▸ **Source data**:
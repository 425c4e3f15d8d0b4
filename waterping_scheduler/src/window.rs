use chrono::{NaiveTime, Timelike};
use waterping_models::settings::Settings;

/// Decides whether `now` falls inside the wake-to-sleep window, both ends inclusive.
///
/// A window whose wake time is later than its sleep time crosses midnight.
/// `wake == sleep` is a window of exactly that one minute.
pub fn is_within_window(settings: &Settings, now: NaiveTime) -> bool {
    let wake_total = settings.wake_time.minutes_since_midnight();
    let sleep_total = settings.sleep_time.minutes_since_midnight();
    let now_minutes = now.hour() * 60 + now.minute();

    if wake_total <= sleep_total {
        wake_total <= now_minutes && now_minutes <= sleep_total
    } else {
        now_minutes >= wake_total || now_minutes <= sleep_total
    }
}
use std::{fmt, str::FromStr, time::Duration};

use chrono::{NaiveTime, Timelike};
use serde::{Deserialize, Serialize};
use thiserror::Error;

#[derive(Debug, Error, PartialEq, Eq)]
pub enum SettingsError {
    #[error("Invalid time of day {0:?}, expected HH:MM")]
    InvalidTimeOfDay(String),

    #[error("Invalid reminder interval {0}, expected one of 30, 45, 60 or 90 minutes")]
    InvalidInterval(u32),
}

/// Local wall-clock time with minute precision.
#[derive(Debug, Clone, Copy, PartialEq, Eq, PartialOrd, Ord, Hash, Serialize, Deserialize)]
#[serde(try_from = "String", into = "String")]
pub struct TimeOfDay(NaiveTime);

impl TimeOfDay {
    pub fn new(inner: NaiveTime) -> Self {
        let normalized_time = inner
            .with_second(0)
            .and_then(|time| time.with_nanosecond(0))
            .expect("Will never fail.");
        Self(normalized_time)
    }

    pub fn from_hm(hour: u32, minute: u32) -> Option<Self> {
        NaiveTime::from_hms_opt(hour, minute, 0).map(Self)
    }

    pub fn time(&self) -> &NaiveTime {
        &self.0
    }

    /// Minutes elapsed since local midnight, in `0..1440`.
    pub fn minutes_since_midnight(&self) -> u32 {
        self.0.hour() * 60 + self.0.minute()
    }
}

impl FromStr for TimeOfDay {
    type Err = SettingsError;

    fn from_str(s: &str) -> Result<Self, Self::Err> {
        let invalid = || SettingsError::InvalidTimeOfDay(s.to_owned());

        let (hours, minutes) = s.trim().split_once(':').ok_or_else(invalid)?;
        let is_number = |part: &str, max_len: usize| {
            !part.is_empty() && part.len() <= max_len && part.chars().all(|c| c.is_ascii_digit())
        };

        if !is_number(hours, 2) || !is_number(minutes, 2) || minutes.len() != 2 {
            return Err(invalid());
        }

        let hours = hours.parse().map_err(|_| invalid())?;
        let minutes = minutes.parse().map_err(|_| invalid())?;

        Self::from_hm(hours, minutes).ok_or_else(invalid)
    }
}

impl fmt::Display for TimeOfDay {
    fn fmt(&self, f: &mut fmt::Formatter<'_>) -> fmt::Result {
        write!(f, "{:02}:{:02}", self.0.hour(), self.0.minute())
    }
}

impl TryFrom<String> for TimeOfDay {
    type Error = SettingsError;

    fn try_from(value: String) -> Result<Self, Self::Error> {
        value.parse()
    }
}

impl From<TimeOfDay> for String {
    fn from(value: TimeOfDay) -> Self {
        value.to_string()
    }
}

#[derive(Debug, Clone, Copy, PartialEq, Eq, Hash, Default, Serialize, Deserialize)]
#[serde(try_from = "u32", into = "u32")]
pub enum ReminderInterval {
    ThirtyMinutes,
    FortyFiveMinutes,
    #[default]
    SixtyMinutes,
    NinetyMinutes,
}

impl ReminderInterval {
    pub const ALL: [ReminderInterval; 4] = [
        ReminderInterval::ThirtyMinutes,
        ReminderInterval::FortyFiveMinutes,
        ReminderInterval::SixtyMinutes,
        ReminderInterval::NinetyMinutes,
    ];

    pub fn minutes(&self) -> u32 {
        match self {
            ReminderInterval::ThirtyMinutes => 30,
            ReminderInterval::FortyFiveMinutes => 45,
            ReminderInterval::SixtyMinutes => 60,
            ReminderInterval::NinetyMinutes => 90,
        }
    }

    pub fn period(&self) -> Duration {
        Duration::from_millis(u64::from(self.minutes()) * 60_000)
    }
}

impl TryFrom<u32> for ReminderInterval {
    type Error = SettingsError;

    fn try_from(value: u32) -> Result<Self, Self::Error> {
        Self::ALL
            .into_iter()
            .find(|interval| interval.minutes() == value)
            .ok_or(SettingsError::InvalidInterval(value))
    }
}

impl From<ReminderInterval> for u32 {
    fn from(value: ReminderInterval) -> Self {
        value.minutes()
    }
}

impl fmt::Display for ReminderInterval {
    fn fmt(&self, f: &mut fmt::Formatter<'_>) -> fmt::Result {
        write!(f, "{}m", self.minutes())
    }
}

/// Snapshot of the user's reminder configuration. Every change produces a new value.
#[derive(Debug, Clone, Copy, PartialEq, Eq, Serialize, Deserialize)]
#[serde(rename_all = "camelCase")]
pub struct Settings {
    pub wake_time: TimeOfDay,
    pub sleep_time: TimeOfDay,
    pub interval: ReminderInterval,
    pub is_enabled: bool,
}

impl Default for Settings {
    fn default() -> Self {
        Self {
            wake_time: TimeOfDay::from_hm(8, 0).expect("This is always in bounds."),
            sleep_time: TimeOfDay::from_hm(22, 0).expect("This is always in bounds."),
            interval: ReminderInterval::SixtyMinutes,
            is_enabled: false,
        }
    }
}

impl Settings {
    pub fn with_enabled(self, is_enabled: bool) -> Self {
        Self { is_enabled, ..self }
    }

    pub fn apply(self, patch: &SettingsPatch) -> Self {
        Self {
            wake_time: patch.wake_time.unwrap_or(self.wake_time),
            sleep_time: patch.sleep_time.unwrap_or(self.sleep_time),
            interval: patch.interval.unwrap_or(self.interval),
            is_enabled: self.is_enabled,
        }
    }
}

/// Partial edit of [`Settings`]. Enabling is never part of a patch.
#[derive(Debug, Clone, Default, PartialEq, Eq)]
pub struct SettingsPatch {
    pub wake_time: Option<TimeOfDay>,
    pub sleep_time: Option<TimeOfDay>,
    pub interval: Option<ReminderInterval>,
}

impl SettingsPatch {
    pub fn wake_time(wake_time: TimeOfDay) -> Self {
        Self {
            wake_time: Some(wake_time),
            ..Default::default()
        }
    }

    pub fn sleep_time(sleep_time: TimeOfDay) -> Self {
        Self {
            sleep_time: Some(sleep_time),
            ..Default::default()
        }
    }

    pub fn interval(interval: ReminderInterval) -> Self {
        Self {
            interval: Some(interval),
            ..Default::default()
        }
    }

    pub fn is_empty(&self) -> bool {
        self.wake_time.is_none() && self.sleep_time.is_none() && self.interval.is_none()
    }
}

---

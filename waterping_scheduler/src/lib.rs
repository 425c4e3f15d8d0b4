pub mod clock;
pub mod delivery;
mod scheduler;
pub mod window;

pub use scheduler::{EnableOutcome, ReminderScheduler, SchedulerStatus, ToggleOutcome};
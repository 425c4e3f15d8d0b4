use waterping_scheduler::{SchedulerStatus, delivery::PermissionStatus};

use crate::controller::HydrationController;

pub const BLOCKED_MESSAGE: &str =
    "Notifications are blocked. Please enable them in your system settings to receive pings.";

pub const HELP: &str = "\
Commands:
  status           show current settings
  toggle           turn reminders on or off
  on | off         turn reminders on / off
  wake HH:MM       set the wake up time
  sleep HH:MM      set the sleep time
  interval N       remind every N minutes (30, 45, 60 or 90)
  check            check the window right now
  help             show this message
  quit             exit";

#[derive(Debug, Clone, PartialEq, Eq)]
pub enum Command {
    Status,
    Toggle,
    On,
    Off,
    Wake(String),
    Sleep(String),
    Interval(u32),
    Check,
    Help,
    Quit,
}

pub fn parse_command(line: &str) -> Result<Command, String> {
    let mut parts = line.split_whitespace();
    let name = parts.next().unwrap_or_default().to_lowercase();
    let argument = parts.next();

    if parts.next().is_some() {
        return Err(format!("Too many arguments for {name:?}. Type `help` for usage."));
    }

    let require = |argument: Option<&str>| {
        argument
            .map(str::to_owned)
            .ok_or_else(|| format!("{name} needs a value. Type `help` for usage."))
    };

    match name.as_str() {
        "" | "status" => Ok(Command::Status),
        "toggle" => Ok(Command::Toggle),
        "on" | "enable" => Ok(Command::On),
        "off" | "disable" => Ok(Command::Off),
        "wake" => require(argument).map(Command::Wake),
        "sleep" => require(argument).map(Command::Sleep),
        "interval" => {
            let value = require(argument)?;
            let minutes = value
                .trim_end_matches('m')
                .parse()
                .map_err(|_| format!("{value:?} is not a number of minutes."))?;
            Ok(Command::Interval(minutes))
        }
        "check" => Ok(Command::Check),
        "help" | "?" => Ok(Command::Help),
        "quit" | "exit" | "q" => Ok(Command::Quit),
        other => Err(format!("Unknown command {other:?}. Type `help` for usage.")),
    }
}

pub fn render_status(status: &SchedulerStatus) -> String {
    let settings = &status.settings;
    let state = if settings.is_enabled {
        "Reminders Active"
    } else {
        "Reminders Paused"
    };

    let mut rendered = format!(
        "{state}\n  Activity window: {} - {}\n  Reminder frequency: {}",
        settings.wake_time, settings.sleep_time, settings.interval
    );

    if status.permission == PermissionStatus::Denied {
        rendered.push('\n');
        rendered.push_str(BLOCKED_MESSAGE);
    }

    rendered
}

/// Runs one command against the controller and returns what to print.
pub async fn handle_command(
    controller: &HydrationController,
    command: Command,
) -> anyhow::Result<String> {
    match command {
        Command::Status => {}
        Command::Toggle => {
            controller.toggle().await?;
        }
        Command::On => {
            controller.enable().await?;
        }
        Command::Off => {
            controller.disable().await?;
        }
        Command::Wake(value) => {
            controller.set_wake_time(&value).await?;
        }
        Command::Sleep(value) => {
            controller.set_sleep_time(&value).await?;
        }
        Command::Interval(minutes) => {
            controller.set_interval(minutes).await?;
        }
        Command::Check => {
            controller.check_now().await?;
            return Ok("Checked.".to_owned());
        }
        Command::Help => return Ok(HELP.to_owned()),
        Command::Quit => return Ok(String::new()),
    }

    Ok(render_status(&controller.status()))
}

...

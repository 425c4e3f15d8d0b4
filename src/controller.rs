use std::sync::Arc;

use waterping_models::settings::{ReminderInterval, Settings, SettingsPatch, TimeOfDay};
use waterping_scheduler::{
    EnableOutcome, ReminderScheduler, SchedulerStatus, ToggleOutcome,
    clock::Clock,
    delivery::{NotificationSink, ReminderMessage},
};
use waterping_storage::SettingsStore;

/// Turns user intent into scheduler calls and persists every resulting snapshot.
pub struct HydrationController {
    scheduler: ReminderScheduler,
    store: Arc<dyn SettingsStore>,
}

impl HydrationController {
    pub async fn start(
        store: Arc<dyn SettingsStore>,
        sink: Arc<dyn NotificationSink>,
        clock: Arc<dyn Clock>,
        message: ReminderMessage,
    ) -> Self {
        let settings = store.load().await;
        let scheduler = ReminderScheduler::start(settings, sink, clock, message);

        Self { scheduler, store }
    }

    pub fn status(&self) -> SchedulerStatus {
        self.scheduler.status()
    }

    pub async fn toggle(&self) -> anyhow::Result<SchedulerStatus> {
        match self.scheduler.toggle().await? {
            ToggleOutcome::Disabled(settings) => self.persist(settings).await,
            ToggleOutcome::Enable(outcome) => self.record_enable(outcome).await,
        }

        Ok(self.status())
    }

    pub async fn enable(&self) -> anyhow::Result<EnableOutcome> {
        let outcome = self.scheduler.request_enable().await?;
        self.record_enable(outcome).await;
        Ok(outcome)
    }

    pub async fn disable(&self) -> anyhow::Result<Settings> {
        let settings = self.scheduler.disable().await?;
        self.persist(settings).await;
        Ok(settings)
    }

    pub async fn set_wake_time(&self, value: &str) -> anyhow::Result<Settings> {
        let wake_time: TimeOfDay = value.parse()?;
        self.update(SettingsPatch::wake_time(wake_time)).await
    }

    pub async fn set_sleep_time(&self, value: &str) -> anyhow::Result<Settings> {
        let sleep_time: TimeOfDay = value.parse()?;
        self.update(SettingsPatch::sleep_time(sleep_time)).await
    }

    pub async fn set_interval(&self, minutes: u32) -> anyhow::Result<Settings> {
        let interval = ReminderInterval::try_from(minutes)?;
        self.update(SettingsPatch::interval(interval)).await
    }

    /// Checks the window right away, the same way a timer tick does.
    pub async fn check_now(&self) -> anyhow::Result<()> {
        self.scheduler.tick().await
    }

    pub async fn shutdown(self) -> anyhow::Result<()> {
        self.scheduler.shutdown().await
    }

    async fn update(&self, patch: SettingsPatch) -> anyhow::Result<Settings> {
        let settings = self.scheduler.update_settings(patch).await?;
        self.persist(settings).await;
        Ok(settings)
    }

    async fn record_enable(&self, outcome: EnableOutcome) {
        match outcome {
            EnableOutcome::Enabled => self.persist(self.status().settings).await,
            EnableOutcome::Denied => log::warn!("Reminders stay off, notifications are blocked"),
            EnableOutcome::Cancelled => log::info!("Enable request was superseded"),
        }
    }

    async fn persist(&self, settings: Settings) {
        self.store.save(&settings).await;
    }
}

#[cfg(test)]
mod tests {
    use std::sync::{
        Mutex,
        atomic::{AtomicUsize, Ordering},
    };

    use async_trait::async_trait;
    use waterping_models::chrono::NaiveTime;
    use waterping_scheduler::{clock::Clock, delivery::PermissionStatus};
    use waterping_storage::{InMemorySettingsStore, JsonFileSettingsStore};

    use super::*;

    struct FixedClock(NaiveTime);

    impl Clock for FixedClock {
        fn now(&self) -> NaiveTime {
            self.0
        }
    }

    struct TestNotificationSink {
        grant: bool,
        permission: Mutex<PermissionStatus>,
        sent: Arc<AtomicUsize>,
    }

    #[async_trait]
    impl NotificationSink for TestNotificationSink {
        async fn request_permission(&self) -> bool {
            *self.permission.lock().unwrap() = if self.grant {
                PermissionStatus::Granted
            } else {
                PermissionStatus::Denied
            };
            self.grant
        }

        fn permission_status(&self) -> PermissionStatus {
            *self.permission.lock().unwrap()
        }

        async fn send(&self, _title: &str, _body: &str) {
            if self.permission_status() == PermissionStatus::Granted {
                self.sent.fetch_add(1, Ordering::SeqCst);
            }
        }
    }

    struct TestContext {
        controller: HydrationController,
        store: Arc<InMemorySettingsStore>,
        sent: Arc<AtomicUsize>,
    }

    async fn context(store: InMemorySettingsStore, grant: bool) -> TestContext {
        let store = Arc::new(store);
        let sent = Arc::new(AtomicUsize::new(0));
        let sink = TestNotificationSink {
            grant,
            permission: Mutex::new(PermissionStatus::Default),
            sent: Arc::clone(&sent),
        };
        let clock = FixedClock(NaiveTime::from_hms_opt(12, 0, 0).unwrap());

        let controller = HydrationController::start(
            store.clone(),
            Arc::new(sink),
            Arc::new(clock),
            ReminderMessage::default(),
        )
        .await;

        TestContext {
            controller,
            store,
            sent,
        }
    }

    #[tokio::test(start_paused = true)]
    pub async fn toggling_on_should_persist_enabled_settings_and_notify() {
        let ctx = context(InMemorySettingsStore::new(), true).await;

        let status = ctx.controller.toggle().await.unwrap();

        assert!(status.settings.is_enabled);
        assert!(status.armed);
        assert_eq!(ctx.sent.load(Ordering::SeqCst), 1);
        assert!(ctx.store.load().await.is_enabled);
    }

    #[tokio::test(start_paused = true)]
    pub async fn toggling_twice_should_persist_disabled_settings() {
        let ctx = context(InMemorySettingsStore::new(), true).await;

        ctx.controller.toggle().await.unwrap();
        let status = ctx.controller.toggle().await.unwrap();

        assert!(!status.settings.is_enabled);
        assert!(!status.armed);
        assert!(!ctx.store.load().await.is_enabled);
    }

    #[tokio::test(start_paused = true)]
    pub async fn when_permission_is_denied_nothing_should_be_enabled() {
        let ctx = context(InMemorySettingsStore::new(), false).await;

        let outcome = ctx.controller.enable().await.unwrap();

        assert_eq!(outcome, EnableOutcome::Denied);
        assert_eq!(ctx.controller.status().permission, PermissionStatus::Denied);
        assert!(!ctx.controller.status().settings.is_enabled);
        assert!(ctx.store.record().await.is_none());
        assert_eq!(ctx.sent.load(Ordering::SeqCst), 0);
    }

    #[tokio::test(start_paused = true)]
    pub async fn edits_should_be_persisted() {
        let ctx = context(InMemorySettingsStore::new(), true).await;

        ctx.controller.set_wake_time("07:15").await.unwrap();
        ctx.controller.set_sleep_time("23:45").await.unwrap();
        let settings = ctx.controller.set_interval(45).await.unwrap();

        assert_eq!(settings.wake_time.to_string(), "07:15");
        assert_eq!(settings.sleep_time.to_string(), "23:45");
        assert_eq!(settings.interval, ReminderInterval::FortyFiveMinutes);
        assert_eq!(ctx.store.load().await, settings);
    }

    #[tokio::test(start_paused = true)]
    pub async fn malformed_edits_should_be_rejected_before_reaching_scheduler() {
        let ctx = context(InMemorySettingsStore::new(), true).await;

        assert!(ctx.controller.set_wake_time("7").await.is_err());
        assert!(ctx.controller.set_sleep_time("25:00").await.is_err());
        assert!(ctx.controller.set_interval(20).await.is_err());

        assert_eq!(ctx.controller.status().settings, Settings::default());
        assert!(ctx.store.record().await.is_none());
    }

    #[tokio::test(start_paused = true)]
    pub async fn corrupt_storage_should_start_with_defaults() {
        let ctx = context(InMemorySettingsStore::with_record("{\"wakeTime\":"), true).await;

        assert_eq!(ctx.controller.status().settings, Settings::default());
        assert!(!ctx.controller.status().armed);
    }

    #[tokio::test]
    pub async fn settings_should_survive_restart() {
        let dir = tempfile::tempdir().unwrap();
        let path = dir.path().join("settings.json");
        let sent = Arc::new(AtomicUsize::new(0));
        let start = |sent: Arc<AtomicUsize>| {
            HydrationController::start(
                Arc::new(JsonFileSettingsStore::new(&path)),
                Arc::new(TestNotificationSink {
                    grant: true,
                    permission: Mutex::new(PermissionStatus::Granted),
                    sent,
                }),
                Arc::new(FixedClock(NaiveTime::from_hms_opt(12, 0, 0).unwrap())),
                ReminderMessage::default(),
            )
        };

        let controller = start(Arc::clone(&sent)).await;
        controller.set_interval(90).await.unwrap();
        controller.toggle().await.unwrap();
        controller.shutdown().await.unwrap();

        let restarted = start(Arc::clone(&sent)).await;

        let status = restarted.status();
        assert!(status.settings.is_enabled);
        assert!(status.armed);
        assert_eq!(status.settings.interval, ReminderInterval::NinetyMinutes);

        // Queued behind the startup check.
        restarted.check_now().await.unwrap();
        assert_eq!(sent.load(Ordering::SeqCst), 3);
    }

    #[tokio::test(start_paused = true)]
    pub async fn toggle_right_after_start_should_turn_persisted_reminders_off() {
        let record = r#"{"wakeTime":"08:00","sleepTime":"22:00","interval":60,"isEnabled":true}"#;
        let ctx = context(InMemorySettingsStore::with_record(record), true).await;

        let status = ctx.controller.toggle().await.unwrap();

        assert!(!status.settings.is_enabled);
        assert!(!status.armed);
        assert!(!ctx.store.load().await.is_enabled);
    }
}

▸ **Your assignment**:
The string to find is "wakeTime"; copy every line of the listing that has it.

▸ **Answer for this exercise**:
        let ctx = context(InMemorySettingsStore::with_record("{\"wakeTime\":"), true).await;
        let record = r#"{"wakeTime":"08:00","sleepTime":"22:00","interval":60,"isEnabled":true}"#;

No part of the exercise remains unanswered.